*** Opening of RECORDS FOR PROCESSING ***

// Copyright (c) 2025 Fabstir
// SPDX-License-Identifier: BUSL-1.1
// Version information for the Semantic Embedder

/// Semantic version number
pub const VERSION_NUMBER: &str = env!("CARGO_PKG_VERSION");

/// Package name
pub const PACKAGE_NAME: &str = env!("CARGO_PKG_NAME");

/// Supported features in this version
pub const FEATURES: &[&str] = &[
    "onnx-encoder",
    "word-vocabulary",
    "masked-mean-pooling",
    "l2-normalization",
    "random-fallback",
    "chunked-batches",
    "batch-cancellation",
];

/// Get formatted version string for logging
pub fn get_version_string() -> String {
    format!("{} {}", PACKAGE_NAME, VERSION_NUMBER)
}

/// Get full version info as JSON
pub fn get_version_info() -> serde_json::Value {
    serde_json::json!({
        "name": PACKAGE_NAME,
        "version": VERSION_NUMBER,
        "features": FEATURES,
    })
}
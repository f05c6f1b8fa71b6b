// Copyright (c) 2025 Fabstir
// SPDX-License-Identifier: BUSL-1.1

//! Chunked batch embedding
//!
//! Texts are split into consecutive chunks. Every text of a chunk is
//! embedded on its own blocking task, the chunk is awaited as a whole, and
//! a short pause separates consecutive chunks so the encoder is never
//! handed more than one chunk's worth of work at a time.

use crate::embeddings::errors::{EmbeddingError, Result};
use crate::embeddings::pipeline::{EmbeddingOutcome, EmbeddingPipeline};
use futures::future::join_all;
use tokio_util::sync::CancellationToken;
use tracing::{debug, info};

impl EmbeddingPipeline {
    /// Embeds `texts` in chunks of the configured batch size
    ///
    /// Output has the same length and order as the input. Never fails:
    /// texts whose embedding fails get a fallback vector.
    pub async fn embed_batch<S: AsRef<str>>(&self, texts: &[S]) -> Vec<Vec<f32>> {
        self.embed_batch_with_chunk_size(texts, self.config().batch_size)
            .await
    }

    /// Embeds `texts` in chunks of at most `chunk_size` (0 is treated as 1)
    pub async fn embed_batch_with_chunk_size<S: AsRef<str>>(
        &self,
        texts: &[S],
        chunk_size: usize,
    ) -> Vec<Vec<f32>> {
        self.run_chunks(texts, chunk_size, None)
            .await
            .into_iter()
            .map(EmbeddingOutcome::into_vector)
            .collect()
    }

    /// Like [`embed_batch`](Self::embed_batch) but keeps per-text outcomes
    pub async fn embed_batch_outcomes<S: AsRef<str>>(&self, texts: &[S]) -> Vec<EmbeddingOutcome> {
        self.run_chunks(texts, self.config().batch_size, None).await
    }

    /// Chunked batch embedding that stops between chunks once `cancel` fires
    ///
    /// # Errors
    /// Returns [`EmbeddingError::Cancelled`] if the token was cancelled
    /// before every chunk completed. Chunks already in flight are finished.
    pub async fn embed_batch_cancellable<S: AsRef<str>>(
        &self,
        texts: &[S],
        chunk_size: usize,
        cancel: &CancellationToken,
    ) -> Result<Vec<Vec<f32>>> {
        let outcomes = self.run_chunks(texts, chunk_size, Some(cancel)).await;

        if outcomes.len() < texts.len() {
            return Err(EmbeddingError::Cancelled {
                completed: outcomes.len(),
                total: texts.len(),
            });
        }

        Ok(outcomes
            .into_iter()
            .map(EmbeddingOutcome::into_vector)
            .collect())
    }

    /// Drives the chunks; returns early (short) only when `cancel` fires
    async fn run_chunks<S: AsRef<str>>(
        &self,
        texts: &[S],
        chunk_size: usize,
        cancel: Option<&CancellationToken>,
    ) -> Vec<EmbeddingOutcome> {
        let chunk_size = chunk_size.max(1);
        let chunk_count = texts.len().div_ceil(chunk_size);
        let delay = self.config().chunk_delay();
        let mut outcomes = Vec::with_capacity(texts.len());

        for (index, chunk) in texts.chunks(chunk_size).enumerate() {
            if index > 0 && !delay.is_zero() {
                match cancel {
                    Some(token) => {
                        tokio::select! {
                            _ = token.cancelled() => {}
                            _ = tokio::time::sleep(delay) => {}
                        }
                    }
                    None => tokio::time::sleep(delay).await,
                }
            }

            if cancel.is_some_and(CancellationToken::is_cancelled) {
                info!(
                    "Batch embedding cancelled after {}/{} texts",
                    outcomes.len(),
                    texts.len()
                );
                return outcomes;
            }

            debug!(
                "Batch {}/{}: embedding {} texts",
                index + 1,
                chunk_count,
                chunk.len()
            );
            outcomes.extend(self.embed_chunk(chunk).await);
        }

        let degraded = outcomes.iter().filter(|o| o.is_fallback()).count();
        if !texts.is_empty() {
            info!(
                "Embedded {} texts in {} chunks ({} degraded)",
                outcomes.len(),
                chunk_count,
                degraded
            );
        }
        outcomes
    }

    /// Embeds every text of one chunk concurrently, preserving order
    async fn embed_chunk<S: AsRef<str>>(&self, chunk: &[S]) -> Vec<EmbeddingOutcome> {
        let tasks = chunk.iter().map(|text| {
            let pipeline = self.clone();
            let text = text.as_ref().to_owned();
            tokio::task::spawn_blocking(move || pipeline.embed_outcome_blocking(&text))
        });

        join_all(tasks)
            .await
            .into_iter()
            .map(|joined| match joined {
                Ok(outcome) => outcome,
                Err(e) => EmbeddingOutcome::fallback(
                    self.dimension(),
                    EmbeddingError::TaskFailed(e.to_string()),
                ),
            })
            .collect()
    }
}
// Copyright (c) 2025 Fabstir
// SPDX-License-Identifier: BUSL-1.1

//! Batch orchestration tests
//!
//! Order and length preservation, bounded fan-out per chunk, pacing between
//! chunks, per-text failure isolation, and cancellation between chunks.

use super::support::{
    assert_close, hashing_pipeline, movie_vocabulary, norm, pipeline_with, test_config,
    FailingEncoder, HashingEncoder, TrackingEncoder, DIMENSION,
};
use semantic_embedder::embeddings::{EmbeddingError, EmbeddingPipeline};
use std::sync::atomic::Ordering;
use std::sync::Arc;
use std::time::{Duration, Instant};
use tokio_util::sync::CancellationToken;

fn titles(count: usize) -> Vec<String> {
    let words = ["the", "matrix", "inception", "dream", "heist", "hacker", "reality"];
    (0..count)
        .map(|i| format!("{} {} {}", words[i % 7], words[(i / 7) % 7], i))
        .collect()
}

#[tokio::test]
async fn test_empty_batch_yields_empty_output() {
    let pipeline = hashing_pipeline();
    let texts: Vec<String> = Vec::new();
    assert!(pipeline.embed_batch(&texts).await.is_empty());
}

#[tokio::test]
async fn test_batch_preserves_length_and_order() {
    let pipeline = hashing_pipeline();
    let texts = titles(11);

    let batch = pipeline.embed_batch(&texts).await;
    assert_eq!(batch.len(), texts.len());

    for (text, embedding) in texts.iter().zip(&batch) {
        assert_close(embedding, &pipeline.embed(text).await);
    }
}

#[tokio::test]
async fn test_two_text_batch_matches_single_calls() {
    let pipeline = hashing_pipeline();
    let a = "The Matrix";
    let b = "Inception dream heist";

    let batch = pipeline.embed_batch(&[a, b]).await;

    assert_close(&batch[0], &pipeline.embed(a).await);
    assert_close(&batch[1], &pipeline.embed(b).await);
}

#[tokio::test]
async fn test_chunk_size_does_not_change_results() {
    let pipeline = hashing_pipeline();
    let texts = titles(9);

    let whole = pipeline.embed_batch_with_chunk_size(&texts, 32).await;
    for chunk_size in [1, 2, 4, 8] {
        let chunked = pipeline.embed_batch_with_chunk_size(&texts, chunk_size).await;
        assert_eq!(chunked.len(), whole.len());
        for (x, y) in chunked.iter().zip(&whole) {
            assert_close(x, y);
        }
    }
}

#[tokio::test(flavor = "multi_thread", worker_threads = 2)]
async fn test_concurrency_is_bounded_by_chunk_size() {
    let encoder = Arc::new(TrackingEncoder::new(Duration::from_millis(20)));
    let pipeline = pipeline_with(encoder.clone());
    let texts = titles(10);

    let out = pipeline.embed_batch_with_chunk_size(&texts, 3).await;

    assert_eq!(out.len(), 10);
    assert_eq!(encoder.calls.load(Ordering::SeqCst), 10);
    let peak = encoder.peak.load(Ordering::SeqCst);
    assert!(peak >= 1 && peak <= 3, "peak concurrency was {}", peak);
}

#[tokio::test]
async fn test_failing_encoder_never_aborts_batch() {
    let pipeline = pipeline_with(Arc::new(FailingEncoder));
    let texts = titles(6);

    let outcomes = pipeline.embed_batch_outcomes(&texts).await;
    assert_eq!(outcomes.len(), 6);
    for outcome in &outcomes {
        assert!(outcome.is_fallback());
        assert_eq!(outcome.vector().len(), DIMENSION);
        assert!((norm(outcome.vector()) - 1.0).abs() < 1e-5);
    }
}

#[tokio::test]
async fn test_cancelled_before_start() {
    let pipeline = hashing_pipeline();
    let token = CancellationToken::new();
    token.cancel();

    let err = pipeline
        .embed_batch_cancellable(&titles(5), 2, &token)
        .await
        .unwrap_err();
    assert!(matches!(
        err,
        EmbeddingError::Cancelled {
            completed: 0,
            total: 5
        }
    ));
}

#[tokio::test]
async fn test_cancellation_stops_between_chunks() {
    let encoder = Arc::new(TrackingEncoder::new(Duration::from_millis(30)));
    let pipeline = pipeline_with(encoder.clone());
    let token = CancellationToken::new();

    let canceller = {
        let token = token.clone();
        tokio::spawn(async move {
            tokio::time::sleep(Duration::from_millis(10)).await;
            token.cancel();
        })
    };

    let result = pipeline
        .embed_batch_cancellable(&titles(8), 2, &token)
        .await;
    canceller.await.unwrap();

    match result {
        Err(EmbeddingError::Cancelled { completed, total }) => {
            assert_eq!(total, 8);
            assert!(completed < 8);
            assert_eq!(completed % 2, 0, "only whole chunks complete");
        }
        other => panic!("expected cancellation, got {:?}", other.map(|v| v.len())),
    }
    assert!(encoder.calls.load(Ordering::SeqCst) < 8);
}

#[tokio::test]
async fn test_uncancelled_token_completes() {
    let pipeline = hashing_pipeline();
    let token = CancellationToken::new();
    let out = pipeline
        .embed_batch_cancellable(&titles(5), 2, &token)
        .await
        .unwrap();
    assert_eq!(out.len(), 5);
}

fn paced_pipeline(delay: Duration) -> EmbeddingPipeline {
    EmbeddingPipeline::with_encoder(
        movie_vocabulary(),
        Arc::new(HashingEncoder {
            dimension: DIMENSION,
        }),
        test_config().with_chunk_delay(delay),
    )
    .unwrap()
}

#[tokio::test]
async fn test_delay_separates_chunks() {
    let delay = Duration::from_millis(150);
    let pipeline = paced_pipeline(delay);

    // 8 texts in chunks of 2: four chunks, three pauses
    let start = Instant::now();
    let out = pipeline.embed_batch_with_chunk_size(&titles(8), 2).await;
    let elapsed = start.elapsed();

    assert_eq!(out.len(), 8);
    assert!(elapsed >= delay * 3, "4 chunks finished in {:?}", elapsed);
}

#[tokio::test]
async fn test_single_chunk_has_no_trailing_delay() {
    let delay = Duration::from_secs(2);
    let pipeline = paced_pipeline(delay);

    let start = Instant::now();
    let out = pipeline.embed_batch_with_chunk_size(&titles(3), 4).await;
    let elapsed = start.elapsed();

    assert_eq!(out.len(), 3);
    assert!(elapsed < delay, "single chunk took {:?}", elapsed);
}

*** Close of RECORDS FOR PROCESSING ***

§ **AIM OF THE TASK**: Every line above that holds the string "embeddings" counts once; give the total and nothing more.

§ **ANSWER BOX**: 3